(Stored data)
☆ ☆ ☆ ☆ ☆
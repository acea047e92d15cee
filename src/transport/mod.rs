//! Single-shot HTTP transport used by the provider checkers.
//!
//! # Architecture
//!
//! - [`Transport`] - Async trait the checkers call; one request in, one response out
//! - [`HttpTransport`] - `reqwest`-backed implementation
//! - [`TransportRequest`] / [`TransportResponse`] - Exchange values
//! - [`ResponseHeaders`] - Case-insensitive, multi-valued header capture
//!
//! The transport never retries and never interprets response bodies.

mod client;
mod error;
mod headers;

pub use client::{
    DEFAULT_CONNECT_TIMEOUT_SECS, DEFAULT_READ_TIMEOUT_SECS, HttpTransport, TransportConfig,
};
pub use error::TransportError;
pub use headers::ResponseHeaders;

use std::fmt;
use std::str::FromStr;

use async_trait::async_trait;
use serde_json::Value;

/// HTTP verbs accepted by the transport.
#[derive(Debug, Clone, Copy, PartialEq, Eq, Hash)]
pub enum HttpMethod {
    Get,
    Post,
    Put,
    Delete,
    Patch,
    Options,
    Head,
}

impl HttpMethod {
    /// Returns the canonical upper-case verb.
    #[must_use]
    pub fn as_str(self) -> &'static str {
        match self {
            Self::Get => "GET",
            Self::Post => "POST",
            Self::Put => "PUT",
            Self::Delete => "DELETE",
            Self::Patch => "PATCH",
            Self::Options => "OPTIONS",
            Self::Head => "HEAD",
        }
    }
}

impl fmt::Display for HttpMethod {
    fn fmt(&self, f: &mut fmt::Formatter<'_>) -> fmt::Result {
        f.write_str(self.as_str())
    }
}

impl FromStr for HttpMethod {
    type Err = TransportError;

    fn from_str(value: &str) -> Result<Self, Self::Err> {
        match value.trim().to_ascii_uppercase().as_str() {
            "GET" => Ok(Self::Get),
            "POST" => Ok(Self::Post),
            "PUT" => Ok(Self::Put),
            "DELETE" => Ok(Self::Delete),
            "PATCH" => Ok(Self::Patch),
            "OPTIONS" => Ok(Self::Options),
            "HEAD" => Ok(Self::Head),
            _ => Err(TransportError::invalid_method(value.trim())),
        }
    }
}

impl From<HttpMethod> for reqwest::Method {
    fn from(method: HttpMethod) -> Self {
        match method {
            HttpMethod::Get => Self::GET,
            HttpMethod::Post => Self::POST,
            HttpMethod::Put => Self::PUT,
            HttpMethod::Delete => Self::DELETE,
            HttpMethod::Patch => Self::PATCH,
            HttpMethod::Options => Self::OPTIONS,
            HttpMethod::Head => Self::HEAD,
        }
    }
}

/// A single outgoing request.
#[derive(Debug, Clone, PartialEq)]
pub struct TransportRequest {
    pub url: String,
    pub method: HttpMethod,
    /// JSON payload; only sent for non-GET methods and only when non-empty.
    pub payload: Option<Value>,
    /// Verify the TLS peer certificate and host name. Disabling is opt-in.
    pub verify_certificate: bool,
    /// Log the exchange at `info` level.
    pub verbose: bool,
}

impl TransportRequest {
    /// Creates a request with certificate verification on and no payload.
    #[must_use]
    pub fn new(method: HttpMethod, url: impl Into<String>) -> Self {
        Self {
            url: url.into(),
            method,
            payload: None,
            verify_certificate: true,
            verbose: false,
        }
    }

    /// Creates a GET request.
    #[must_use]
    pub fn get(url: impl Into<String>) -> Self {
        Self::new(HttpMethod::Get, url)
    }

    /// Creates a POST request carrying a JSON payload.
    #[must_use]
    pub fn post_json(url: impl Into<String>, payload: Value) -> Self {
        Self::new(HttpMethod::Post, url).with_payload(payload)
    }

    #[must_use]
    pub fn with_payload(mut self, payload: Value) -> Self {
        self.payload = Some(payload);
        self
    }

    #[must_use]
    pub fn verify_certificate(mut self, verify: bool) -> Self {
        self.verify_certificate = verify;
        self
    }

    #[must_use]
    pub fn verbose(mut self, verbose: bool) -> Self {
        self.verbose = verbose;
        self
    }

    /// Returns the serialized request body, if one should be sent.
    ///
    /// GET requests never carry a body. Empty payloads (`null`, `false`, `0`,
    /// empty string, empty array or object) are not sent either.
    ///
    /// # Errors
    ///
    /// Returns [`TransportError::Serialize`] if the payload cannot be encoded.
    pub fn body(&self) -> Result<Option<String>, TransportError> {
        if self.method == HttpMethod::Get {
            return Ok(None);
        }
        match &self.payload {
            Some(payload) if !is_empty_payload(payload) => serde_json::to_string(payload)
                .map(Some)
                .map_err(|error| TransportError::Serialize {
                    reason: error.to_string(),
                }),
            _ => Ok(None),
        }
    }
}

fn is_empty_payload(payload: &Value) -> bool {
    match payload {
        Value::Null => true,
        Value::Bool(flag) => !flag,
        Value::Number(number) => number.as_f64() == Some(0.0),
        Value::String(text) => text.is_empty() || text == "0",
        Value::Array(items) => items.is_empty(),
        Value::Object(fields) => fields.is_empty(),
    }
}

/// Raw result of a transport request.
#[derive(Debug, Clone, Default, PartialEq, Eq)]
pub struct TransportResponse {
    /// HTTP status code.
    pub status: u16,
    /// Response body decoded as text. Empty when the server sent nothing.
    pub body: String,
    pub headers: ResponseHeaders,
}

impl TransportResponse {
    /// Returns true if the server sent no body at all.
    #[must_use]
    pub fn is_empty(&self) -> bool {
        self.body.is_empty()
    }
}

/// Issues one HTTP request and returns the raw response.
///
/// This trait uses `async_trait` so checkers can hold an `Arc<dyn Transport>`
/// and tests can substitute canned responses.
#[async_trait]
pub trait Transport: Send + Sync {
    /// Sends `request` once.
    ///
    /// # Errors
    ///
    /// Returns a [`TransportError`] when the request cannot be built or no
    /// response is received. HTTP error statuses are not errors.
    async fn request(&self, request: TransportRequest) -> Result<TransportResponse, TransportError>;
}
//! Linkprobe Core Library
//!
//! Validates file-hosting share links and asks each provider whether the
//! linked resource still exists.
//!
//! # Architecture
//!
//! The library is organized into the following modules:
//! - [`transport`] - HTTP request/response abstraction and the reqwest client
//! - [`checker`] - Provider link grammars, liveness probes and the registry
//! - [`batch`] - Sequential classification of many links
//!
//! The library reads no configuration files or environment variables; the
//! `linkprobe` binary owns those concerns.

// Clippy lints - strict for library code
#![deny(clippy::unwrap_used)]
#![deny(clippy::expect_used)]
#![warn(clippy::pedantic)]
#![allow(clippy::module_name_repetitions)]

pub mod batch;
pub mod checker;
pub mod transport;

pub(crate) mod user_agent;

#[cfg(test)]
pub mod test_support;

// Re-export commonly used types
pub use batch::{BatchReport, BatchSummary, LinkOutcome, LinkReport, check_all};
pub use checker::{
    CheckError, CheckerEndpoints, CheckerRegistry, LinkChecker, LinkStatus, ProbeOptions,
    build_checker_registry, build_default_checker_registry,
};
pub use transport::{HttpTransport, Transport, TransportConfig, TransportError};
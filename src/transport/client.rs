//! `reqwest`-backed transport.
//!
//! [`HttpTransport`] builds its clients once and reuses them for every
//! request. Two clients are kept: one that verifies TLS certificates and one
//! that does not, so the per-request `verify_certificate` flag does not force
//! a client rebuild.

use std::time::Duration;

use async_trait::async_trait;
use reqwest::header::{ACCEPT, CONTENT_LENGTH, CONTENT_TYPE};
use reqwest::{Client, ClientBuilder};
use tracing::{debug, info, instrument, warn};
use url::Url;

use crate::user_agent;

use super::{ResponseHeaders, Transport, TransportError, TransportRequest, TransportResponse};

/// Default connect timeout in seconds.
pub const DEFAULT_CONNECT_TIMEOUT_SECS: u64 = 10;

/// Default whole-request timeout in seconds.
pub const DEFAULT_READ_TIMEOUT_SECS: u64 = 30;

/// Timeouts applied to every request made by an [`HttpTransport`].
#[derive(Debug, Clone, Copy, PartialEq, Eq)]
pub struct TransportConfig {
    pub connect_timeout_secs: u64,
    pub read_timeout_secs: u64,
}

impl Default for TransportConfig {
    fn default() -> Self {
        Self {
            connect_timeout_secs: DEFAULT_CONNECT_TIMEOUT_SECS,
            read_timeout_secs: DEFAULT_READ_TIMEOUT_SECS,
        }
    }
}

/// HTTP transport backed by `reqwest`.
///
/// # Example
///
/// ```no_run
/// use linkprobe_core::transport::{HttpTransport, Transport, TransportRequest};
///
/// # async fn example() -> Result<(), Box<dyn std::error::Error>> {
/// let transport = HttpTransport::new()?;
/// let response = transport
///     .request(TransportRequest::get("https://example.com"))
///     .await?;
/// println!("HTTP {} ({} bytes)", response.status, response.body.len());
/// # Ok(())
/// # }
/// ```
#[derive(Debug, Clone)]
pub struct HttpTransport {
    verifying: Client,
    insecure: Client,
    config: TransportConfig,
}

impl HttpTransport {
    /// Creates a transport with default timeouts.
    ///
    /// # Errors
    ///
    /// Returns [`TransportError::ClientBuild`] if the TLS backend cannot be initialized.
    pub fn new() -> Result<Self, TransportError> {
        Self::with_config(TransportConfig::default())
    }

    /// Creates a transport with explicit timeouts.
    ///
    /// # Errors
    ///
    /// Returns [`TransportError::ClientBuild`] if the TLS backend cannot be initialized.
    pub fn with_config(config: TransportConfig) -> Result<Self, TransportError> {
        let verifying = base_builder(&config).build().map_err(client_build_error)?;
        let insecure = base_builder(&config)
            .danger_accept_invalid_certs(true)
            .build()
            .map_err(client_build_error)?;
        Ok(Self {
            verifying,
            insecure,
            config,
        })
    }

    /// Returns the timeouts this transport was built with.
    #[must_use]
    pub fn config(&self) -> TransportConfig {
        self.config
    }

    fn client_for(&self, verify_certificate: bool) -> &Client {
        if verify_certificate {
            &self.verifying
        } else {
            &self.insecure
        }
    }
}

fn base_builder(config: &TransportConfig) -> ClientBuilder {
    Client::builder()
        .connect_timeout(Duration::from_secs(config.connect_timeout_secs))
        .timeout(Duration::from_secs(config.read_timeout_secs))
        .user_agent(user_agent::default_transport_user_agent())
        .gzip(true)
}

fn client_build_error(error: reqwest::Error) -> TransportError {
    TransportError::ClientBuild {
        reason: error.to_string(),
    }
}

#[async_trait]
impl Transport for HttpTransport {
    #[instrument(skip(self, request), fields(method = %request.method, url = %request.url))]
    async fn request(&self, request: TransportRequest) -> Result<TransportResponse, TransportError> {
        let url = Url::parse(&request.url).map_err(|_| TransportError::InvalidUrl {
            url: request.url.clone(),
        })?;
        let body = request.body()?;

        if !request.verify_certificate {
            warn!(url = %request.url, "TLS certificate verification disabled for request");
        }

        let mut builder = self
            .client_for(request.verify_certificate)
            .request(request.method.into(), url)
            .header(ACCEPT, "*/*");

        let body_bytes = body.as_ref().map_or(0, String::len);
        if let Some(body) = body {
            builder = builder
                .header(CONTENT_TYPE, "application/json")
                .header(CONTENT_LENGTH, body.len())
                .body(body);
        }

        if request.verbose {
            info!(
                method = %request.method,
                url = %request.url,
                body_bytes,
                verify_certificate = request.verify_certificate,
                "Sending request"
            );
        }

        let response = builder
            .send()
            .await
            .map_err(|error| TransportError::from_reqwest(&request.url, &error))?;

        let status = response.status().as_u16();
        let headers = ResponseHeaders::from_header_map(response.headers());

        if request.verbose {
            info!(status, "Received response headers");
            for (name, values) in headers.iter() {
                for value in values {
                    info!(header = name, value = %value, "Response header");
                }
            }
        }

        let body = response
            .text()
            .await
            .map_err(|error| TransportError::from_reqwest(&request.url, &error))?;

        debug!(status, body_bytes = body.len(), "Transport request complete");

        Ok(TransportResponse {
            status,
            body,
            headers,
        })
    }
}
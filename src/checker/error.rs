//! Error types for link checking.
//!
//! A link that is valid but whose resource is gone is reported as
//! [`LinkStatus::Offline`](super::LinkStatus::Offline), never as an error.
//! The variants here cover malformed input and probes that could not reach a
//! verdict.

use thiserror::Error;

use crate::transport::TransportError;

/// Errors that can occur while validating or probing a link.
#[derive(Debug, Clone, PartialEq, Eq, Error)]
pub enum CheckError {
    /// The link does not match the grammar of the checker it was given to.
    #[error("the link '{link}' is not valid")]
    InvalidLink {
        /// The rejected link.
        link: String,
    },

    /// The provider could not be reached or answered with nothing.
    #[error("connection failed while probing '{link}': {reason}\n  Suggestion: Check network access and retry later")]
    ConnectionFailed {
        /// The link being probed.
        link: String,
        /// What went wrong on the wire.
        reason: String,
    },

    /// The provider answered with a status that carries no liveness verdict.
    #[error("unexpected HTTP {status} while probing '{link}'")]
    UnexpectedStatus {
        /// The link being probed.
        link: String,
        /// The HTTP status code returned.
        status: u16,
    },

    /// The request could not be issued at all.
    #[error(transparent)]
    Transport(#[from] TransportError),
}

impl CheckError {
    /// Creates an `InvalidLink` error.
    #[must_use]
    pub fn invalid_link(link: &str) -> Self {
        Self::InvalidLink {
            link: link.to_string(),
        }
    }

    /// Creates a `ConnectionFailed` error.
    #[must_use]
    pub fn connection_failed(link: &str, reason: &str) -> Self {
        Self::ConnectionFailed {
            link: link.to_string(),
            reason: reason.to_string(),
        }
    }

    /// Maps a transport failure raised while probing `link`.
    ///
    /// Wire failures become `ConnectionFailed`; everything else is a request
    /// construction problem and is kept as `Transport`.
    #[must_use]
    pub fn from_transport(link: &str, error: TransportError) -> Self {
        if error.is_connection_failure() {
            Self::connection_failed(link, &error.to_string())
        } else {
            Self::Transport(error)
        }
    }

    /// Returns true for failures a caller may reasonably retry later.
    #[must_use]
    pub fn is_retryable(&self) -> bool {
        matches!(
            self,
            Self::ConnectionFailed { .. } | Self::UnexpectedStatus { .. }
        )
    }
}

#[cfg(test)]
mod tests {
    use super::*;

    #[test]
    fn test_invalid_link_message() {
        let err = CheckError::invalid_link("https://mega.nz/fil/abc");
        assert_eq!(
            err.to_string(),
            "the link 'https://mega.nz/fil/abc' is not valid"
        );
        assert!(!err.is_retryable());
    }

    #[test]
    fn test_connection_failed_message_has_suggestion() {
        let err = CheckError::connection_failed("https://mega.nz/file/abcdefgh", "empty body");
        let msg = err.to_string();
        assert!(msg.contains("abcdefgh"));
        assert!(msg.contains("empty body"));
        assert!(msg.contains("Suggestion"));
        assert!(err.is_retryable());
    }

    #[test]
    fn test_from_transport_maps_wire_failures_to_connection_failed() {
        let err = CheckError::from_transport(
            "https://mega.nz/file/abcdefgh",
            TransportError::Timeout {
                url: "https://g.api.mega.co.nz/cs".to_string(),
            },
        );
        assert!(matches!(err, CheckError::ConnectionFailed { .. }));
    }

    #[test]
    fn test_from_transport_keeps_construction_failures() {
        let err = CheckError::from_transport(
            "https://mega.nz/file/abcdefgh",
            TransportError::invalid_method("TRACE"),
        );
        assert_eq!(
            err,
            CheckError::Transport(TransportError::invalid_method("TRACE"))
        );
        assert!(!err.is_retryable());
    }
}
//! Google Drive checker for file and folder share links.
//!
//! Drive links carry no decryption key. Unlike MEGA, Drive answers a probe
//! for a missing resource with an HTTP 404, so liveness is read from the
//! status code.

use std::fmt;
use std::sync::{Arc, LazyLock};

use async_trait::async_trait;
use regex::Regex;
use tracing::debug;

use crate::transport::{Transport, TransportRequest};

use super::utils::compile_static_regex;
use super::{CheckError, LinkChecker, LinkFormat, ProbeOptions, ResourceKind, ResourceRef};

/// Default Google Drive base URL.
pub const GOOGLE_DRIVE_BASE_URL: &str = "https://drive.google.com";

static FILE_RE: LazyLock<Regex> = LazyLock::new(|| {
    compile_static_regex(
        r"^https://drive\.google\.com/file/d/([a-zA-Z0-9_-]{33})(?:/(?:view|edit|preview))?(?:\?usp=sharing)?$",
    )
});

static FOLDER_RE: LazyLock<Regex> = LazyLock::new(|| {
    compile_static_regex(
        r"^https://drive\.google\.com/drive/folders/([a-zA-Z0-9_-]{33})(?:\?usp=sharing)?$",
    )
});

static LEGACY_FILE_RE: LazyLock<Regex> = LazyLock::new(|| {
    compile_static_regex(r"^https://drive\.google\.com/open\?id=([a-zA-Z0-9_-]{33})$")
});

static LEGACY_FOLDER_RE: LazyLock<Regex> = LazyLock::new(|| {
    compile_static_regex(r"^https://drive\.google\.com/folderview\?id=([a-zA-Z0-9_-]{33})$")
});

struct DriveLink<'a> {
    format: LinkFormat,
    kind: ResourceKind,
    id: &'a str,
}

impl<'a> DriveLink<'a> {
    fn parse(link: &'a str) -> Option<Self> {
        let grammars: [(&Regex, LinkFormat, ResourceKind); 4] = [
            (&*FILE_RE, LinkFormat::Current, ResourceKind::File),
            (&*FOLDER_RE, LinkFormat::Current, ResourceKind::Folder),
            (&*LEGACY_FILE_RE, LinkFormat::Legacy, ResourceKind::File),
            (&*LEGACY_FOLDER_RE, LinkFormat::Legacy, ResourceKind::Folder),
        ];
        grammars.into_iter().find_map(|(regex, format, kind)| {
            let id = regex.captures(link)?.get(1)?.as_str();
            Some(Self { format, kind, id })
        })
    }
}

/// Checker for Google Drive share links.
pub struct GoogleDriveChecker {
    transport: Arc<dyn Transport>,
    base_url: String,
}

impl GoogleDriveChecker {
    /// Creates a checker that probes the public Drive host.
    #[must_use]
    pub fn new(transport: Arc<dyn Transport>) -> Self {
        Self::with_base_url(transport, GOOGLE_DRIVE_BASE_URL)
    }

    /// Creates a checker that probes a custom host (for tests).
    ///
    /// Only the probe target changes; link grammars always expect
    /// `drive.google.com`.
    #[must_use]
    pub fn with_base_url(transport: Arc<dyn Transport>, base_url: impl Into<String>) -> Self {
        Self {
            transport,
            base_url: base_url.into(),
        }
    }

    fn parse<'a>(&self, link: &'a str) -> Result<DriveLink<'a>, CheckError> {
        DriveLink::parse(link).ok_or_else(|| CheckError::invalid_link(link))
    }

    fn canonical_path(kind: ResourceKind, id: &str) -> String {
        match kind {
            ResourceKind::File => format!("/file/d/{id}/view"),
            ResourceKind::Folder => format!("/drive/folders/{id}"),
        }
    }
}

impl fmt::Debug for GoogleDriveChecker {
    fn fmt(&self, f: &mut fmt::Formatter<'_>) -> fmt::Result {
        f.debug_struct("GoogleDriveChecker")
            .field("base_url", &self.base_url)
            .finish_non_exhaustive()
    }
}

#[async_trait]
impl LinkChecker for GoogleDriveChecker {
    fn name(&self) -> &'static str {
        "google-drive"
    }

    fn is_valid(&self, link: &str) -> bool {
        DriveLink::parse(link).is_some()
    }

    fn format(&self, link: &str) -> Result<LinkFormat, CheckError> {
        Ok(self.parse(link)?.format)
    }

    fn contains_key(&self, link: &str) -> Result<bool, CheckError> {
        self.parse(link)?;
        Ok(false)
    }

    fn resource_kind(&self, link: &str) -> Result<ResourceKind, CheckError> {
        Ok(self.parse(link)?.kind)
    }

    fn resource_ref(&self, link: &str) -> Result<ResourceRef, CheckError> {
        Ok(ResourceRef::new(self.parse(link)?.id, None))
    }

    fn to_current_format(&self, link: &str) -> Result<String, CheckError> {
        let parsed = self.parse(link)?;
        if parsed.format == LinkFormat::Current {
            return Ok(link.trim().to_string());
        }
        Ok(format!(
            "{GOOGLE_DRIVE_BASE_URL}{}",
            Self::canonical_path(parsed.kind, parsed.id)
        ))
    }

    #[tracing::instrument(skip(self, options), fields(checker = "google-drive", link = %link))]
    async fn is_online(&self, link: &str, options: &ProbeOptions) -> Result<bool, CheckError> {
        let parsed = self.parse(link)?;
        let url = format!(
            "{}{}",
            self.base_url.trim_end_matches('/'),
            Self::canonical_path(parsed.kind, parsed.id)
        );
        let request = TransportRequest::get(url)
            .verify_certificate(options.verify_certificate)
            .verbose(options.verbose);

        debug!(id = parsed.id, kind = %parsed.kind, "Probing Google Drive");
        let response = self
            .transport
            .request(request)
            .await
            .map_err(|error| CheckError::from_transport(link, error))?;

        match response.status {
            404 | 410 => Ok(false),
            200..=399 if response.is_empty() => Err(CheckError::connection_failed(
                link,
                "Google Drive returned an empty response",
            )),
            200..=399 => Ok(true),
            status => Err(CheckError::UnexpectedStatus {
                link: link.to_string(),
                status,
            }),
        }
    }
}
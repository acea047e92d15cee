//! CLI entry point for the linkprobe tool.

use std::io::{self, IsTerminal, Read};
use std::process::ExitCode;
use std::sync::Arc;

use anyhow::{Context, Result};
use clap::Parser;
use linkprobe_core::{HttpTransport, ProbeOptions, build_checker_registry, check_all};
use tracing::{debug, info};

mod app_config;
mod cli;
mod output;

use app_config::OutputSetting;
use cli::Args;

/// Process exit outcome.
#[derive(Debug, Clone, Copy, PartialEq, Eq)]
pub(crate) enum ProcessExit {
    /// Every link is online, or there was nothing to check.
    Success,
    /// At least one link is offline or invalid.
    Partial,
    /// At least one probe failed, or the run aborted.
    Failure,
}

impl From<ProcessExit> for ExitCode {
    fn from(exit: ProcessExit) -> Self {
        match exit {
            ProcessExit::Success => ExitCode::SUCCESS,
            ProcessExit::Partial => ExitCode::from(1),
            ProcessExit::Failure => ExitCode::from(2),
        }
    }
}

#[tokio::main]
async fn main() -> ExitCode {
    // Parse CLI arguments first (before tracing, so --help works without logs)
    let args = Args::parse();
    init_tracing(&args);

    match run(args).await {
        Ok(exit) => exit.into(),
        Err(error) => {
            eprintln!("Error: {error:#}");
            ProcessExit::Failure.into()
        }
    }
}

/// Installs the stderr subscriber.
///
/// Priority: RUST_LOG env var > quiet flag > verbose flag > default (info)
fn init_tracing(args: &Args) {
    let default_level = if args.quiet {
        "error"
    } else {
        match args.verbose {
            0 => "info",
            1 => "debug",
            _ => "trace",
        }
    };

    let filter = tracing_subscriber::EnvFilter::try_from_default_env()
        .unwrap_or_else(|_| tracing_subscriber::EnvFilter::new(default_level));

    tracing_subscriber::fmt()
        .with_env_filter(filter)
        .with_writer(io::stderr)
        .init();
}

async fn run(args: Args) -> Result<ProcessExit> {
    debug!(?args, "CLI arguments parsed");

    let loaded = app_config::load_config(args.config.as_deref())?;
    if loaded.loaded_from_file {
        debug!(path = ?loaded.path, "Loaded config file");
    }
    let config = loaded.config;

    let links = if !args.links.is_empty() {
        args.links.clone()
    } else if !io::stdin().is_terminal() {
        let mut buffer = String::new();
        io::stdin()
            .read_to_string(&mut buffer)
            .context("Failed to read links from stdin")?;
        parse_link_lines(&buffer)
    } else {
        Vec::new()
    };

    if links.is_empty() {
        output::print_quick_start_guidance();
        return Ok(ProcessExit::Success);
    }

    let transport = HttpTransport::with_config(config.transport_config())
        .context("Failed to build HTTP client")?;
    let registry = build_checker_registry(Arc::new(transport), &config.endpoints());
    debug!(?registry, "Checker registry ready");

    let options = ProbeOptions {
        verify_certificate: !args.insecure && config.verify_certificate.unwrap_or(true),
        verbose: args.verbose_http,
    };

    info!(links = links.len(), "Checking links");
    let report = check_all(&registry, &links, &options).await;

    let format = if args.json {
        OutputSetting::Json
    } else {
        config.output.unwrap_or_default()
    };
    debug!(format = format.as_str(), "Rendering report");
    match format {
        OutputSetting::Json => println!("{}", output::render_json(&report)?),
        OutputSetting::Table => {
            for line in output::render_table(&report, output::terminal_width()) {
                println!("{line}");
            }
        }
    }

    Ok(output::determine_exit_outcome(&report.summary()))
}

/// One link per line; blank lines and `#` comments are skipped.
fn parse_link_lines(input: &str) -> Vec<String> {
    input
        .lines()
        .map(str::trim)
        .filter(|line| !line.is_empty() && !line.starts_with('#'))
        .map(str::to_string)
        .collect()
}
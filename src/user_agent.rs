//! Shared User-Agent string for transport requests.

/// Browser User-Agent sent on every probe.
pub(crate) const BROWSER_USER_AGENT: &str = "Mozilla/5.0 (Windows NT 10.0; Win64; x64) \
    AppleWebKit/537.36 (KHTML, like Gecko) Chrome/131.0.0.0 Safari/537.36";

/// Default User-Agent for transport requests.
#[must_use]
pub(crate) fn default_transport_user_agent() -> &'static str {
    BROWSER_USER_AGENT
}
☆ ☆ ☆ ☆ ☆
## Task item
Answer with a single number: the count of lines above that contain the string "LinkChecker".

## Finished exercise
3